Description of the task: Your answer should be the line containing "pub fn copy(&self)" and each line after it through the end of the data below, repeated exactly.

Task input:
-- Opening Marker --

use crate::coefficient::Ring;
use crate::error::RingTensorError;
use crate::ops::view::{self, SliceArg};
use crate::tensor::Tensor;

/// This `impl` block provides methods for creating views of a `Tensor` or
/// manipulating its shape and layout. Most of them return new `Tensor`
/// handles that share the underlying storage but have different geometry
/// (shape, strides, offset), so they may be non-contiguous.
impl<R: Ring> Tensor<R> {
    /// Creates a view of the tensor by slicing along its dimensions.
    ///
    /// See [`SliceArg`] for the per-axis selectors. Writes through the view
    /// are visible in `self` and vice versa.
    ///
    /// This method delegates to `ops::view::slice::slice_op`.
    ///
    /// # Example
    /// ```
    /// use ringtensor_core::coefficient::Integers;
    /// use ringtensor_core::ops::view::SliceArg;
    /// use ringtensor_core::Tensor;
    ///
    /// let t = Tensor::from_vec((0..12i64).collect(), vec![3, 4], Integers::new()).unwrap();
    /// // Rows 1.., every other column, reversed.
    /// let v = t.slice(&[SliceArg::range(1, 3), SliceArg::stepped(None, None, -2)]).unwrap();
    /// assert_eq!(v.shape(), vec![2, 2]);
    /// assert_eq!(v.to_vec().unwrap(), vec![7, 5, 11, 9]);
    ///
    /// v.set(&[0, 0], 70).unwrap();
    /// assert_eq!(t.get(&[1, 3]).unwrap(), 70);
    /// ```
    pub fn slice(&self, args: &[SliceArg]) -> Result<Self, RingTensorError> {
        view::slice_op(self, args)
    }

    /// Creates a view with two dimensions swapped.
    pub fn transpose(&self, dim1: usize, dim2: usize) -> Result<Self, RingTensorError> {
        view::transpose_op(self, dim1, dim2)
    }

    /// Creates a view with the dimensions reordered: axis `k` of the result is
    /// axis `dims[k]` of `self`.
    pub fn permute(&self, dims: &[usize]) -> Result<Self, RingTensorError> {
        view::permute_op(self, dims)
    }

    /// Changes the shape while keeping the row-major enumeration order.
    ///
    /// Returns a view when `self` is contiguous, otherwise reshapes a
    /// contiguous copy. Fails with `ShapeMismatch` if the element count
    /// changes.
    pub fn reshape(&self, new_shape: &[usize]) -> Result<Self, RingTensorError> {
        view::reshape_op(self, new_shape)
    }

    /// Returns `self` if contiguous, otherwise a contiguous copy.
    pub fn contiguous(&self) -> Result<Self, RingTensorError> {
        view::contiguous_op(self)
    }

    /// Always returns a fresh contiguous copy with its own storage.
    pub fn copy(&self) -> Result<Self, RingTensorError> {
        view::copy_op(self)
    }

    /// Creates a diagonal view over `axis1` and `axis2`.
    ///
    /// The two axes are removed and a trailing axis enumerating the positions
    /// with `i[axis2] - i[axis1] == offset` is appended.
    ///
    /// # Example
    /// ```
    /// use ringtensor_core::coefficient::Integers;
    /// use ringtensor_core::Tensor;
    ///
    /// let m = Tensor::from_vec((0..9i64).collect(), vec![3, 3], Integers::new()).unwrap();
    /// assert_eq!(m.diagonal(0, 1, 0).unwrap().to_vec().unwrap(), vec![0, 4, 8]);
    /// assert_eq!(m.diagonal(0, 1, 1).unwrap().to_vec().unwrap(), vec![1, 5]);
    /// ```
    pub fn diagonal(&self, axis1: usize, axis2: usize, offset: isize) -> Result<Self, RingTensorError> {
        view::diagonal_op(self, axis1, axis2, offset)
    }

    /// Merges two or more axes into one trailing diagonal axis.
    pub fn diagonal_axes(&self, axes: &[usize]) -> Result<Self, RingTensorError> {
        view::diagonal_axes_op(self, axes)
    }

    /// Broadcasts size-1 (or missing leading) axes to `target_shape` without
    /// copying.
    pub fn expand(&self, target_shape: &[usize]) -> Result<Self, RingTensorError> {
        view::expand_op(self, target_shape)
    }

    /// Inserts a size-1 axis at `dim`.
    pub fn unsqueeze(&self, dim: usize) -> Result<Self, RingTensorError> {
        view::unsqueeze_op(self, dim)
    }

    /// Removes the size-1 axis `dim`, or all size-1 axes for `None`.
    pub fn squeeze(&self, dim: Option<usize>) -> Result<Self, RingTensorError> {
        view::squeeze_op(self, dim)
    }
}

-- Closing Marker --

Task answer:
    pub fn copy(&self) -> Result<Self, RingTensorError> {
        view::copy_op(self)
    }

    /// Creates a diagonal view over `axis1` and `axis2`.
    ///
    /// The two axes are removed and a trailing axis enumerating the positions
    /// with `i[axis2] - i[axis1] == offset` is appended.
    ///
    /// # Example
    /// ```
    /// use ringtensor_core::coefficient::Integers;
    /// use ringtensor_core::Tensor;
    ///
    /// let m = Tensor::from_vec((0..9i64).collect(), vec![3, 3], Integers::new()).unwrap();
    /// assert_eq!(m.diagonal(0, 1, 0).unwrap().to_vec().unwrap(), vec![0, 4, 8]);
    /// assert_eq!(m.diagonal(0, 1, 1).unwrap().to_vec().unwrap(), vec![1, 5]);
    /// ```
    pub fn diagonal(&self, axis1: usize, axis2: usize, offset: isize) -> Result<Self, RingTensorError> {
        view::diagonal_op(self, axis1, axis2, offset)
    }

    /// Merges two or more axes into one trailing diagonal axis.
    pub fn diagonal_axes(&self, axes: &[usize]) -> Result<Self, RingTensorError> {
        view::diagonal_axes_op(self, axes)
    }

    /// Broadcasts size-1 (or missing leading) axes to `target_shape` without
    /// copying.
    pub fn expand(&self, target_shape: &[usize]) -> Result<Self, RingTensorError> {
        view::expand_op(self, target_shape)
    }

    /// Inserts a size-1 axis at `dim`.
    pub fn unsqueeze(&self, dim: usize) -> Result<Self, RingTensorError> {
        view::unsqueeze_op(self, dim)
    }

    /// Removes the size-1 axis `dim`, or all size-1 axes for `None`.
    pub fn squeeze(&self, dim: Option<usize>) -> Result<Self, RingTensorError> {
        view::squeeze_op(self, dim)
    }
}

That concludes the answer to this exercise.